Trinta e dois anos depois, ele se considera "à beira da deficiência motora", forçado a abandonar seu trabalho como comentarista no RMC Sport por não suportar a dor causada por caminhadas prolongadas. E se ele ainda consegue tocar baixo com sua banda de rock, é se empanturrando de anti-inflamatórios. "Se meu neto chega perto da piscina ou atravessa a rua, não tenho certeza se vou conseguir pegá-lo", diz ele. E isso é difícil de aceitar. »
Di Meco "à beira da deficiência motora"Lizarazu mantém sua posição
Um exemplo contrastante é Bixente Lizarazu, que recusou a pressão do Bayern de Munique para jogar na final da Liga dos Campeões de 1999 contra o Manchester United, depois de também sofrer uma lesão no joelho. Mas foi preciso a força de caráter e a inteligência do basco — e um título de campeão mundial já garantido — para ponderar sua saúde futura em relação a um momento imediato de glória.

AFP
O documentário é deliberadamente construído como uma série de depoimentos sem qualquer contraponto de instituições. O ex-jogador da terceira fila do Stade Français, Antoine Burban, relata as terríveis consequências que sofreu em sua vida familiar após sofrer uma dúzia de concussões. Estremecemos ao ver as imagens do rosto destruído do promissor goleiro do Reims, Florent Duparchy, após uma colisão no treinamento. Mas a verdadeira lesão está escondida, essa concussão que ninguém curou e que o obrigou a encerrar a carreira aos 24 anos, sem garantias de futuro.
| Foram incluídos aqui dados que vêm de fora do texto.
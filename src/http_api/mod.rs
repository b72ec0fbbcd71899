use std::{net::SocketAddr, sync::Arc};

use axum::{
    Form, Json, Router,
    extract::State,
    http::{StatusCode, header},
    response::{Html, IntoResponse, Response},
    routing::{get, post},
};
use chrono::Utc;
use serde::Serialize;
use serde_json::json;
use tracing::{info, warn};

use crate::ics::{CALENDAR_FILE_NAME, CALENDAR_MIME_TYPE};
use crate::{Allocation, ScheduleError, ScheduleRequest};

pub const ADDR_ENV: &str = "STUDY_SCHEDULE_HTTP_ADDR";
pub const TIMEZONE_ENV: &str = "STUDY_SCHEDULE_TIMEZONE";
pub const DEFAULT_ADDR: &str = "0.0.0.0:3000";

const FORM_PAGE: &str = r#"<!DOCTYPE html>
<html>
<head><title>Study Schedule Generator</title></head>
<body>
  <h2>Generate Study Schedule</h2>
  <form method="post">
    <p><label>Start Date (YYYY-MM-DD): <input type="text" name="start_date" required></label></p>
    <p><label>Study Days (1=Monday, ..., 7=Sunday), separated by commas: <input type="text" name="study_days" required></label></p>
    <p><label>Start Time (HH:MM): <input type="text" name="start_time" required></label></p>
    <p><label>Daily Study Limit Hours: <input type="number" name="daily_study_limit_hours" required></label></p>
    <p><label>Multiplier: <input type="text" name="multiplier" required></label></p>
    <p><label>Class Input:<br><textarea name="class_input" rows="10" cols="60"></textarea></label></p>
    <input type="submit" value="Generate Schedule">
  </form>
</body>
</html>
"#;

#[derive(Debug, Clone, Default)]
pub struct ServerConfig {
    /// Zone applied when a request does not name one.
    pub default_timezone: Option<String>,
}

impl ServerConfig {
    pub fn from_env() -> Self {
        Self {
            default_timezone: std::env::var(TIMEZONE_ENV)
                .ok()
                .filter(|tz| !tz.trim().is_empty()),
        }
    }
}

#[derive(Clone)]
pub struct AppState {
    config: Arc<ServerConfig>,
}

impl AppState {
    pub fn new(config: ServerConfig) -> Self {
        Self {
            config: Arc::new(config),
        }
    }

    fn prepare(&self, mut request: ScheduleRequest) -> ScheduleRequest {
        let missing = request
            .timezone
            .as_deref()
            .is_none_or(|tz| tz.trim().is_empty());
        if missing {
            request.timezone = self.config.default_timezone.clone();
        }
        request
    }
}

#[derive(Debug, Serialize)]
struct ErrorBody<'a> {
    error: &'a str,
    message: String,
}

#[derive(Debug)]
enum ApiError {
    Invalid(String),
    Unschedulable(String),
    OutOfRange(String),
}

impl From<ScheduleError> for ApiError {
    fn from(value: ScheduleError) -> Self {
        let message = value.to_string();
        if value.is_unschedulable() {
            ApiError::Unschedulable(message)
        } else if value.field().is_some() {
            ApiError::Invalid(message)
        } else {
            ApiError::OutOfRange(message)
        }
    }
}

impl IntoResponse for ApiError {
    fn into_response(self) -> Response {
        let (status, error, message) = match self {
            ApiError::Invalid(message) => (StatusCode::BAD_REQUEST, "invalid_request", message),
            ApiError::Unschedulable(message) => {
                (StatusCode::UNPROCESSABLE_ENTITY, "unschedulable", message)
            }
            ApiError::OutOfRange(message) => {
                (StatusCode::UNPROCESSABLE_ENTITY, "date_out_of_range", message)
            }
        };
        warn!(%status, %message, "schedule request rejected");
        (status, Json(ErrorBody { error, message })).into_response()
    }
}

pub fn router(state: AppState) -> Router {
    Router::new()
        .route("/", get(form_page).post(generate_calendar))
        .route("/allocation", post(allocation_json))
        .route("/health", get(health))
        .with_state(state)
}

pub async fn serve(addr: SocketAddr, config: ServerConfig) -> std::io::Result<()> {
    let app = router(AppState::new(config));
    let listener = tokio::net::TcpListener::bind(addr).await?;
    axum::serve(listener, app).await
}

async fn health() -> impl IntoResponse {
    Json(json!({ "status": "ok" }))
}

async fn form_page() -> Html<&'static str> {
    Html(FORM_PAGE)
}

async fn generate_calendar(
    State(state): State<AppState>,
    Form(request): Form<ScheduleRequest>,
) -> Result<Response, ApiError> {
    let plan = state.prepare(request).validate()?;
    let generated = plan.generate(Utc::now())?;
    info!(
        days = generated.allocation.day_count(),
        fragments = generated.allocation.fragment_count(),
        "calendar generated"
    );
    let headers = [
        (
            header::CONTENT_TYPE,
            format!("{CALENDAR_MIME_TYPE}; charset=utf-8"),
        ),
        (
            header::CONTENT_DISPOSITION,
            format!("attachment; filename=\"{CALENDAR_FILE_NAME}\""),
        ),
    ];
    Ok((headers, generated.calendar).into_response())
}

async fn allocation_json(
    State(state): State<AppState>,
    Json(request): Json<ScheduleRequest>,
) -> Result<Json<Allocation>, ApiError> {
    let plan = state.prepare(request).validate()?;
    Ok(Json(plan.allocate()?))
}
A história do piloto da equipe AG2R la Mondiale, Clément Chevrier, é edificante, em um estilo diferente. Quando sua equipe pediu que ele perdesse peso para "superar os problemas", ele embarcou no caminho da anorexia, perdendo de 70 para 45 kg. Até que a Federação Francesa de Ciclismo tornou a emissão de sua licença condicional ao ganho de peso...
Tantos exemplos dolorosos que destacam a pressão interna e externa sobre atletas de alto nível. Nenhuma das testemunhas em "À corps perdu" se esquiva da própria responsabilidade. Mas é a pesada questão das salvaguardas, da responsabilidade dos treinadores e daqueles que os cercam que se coloca. E a difícil transição da luz para a sombra, com corpos muitas vezes perdidos e vidas danificadas.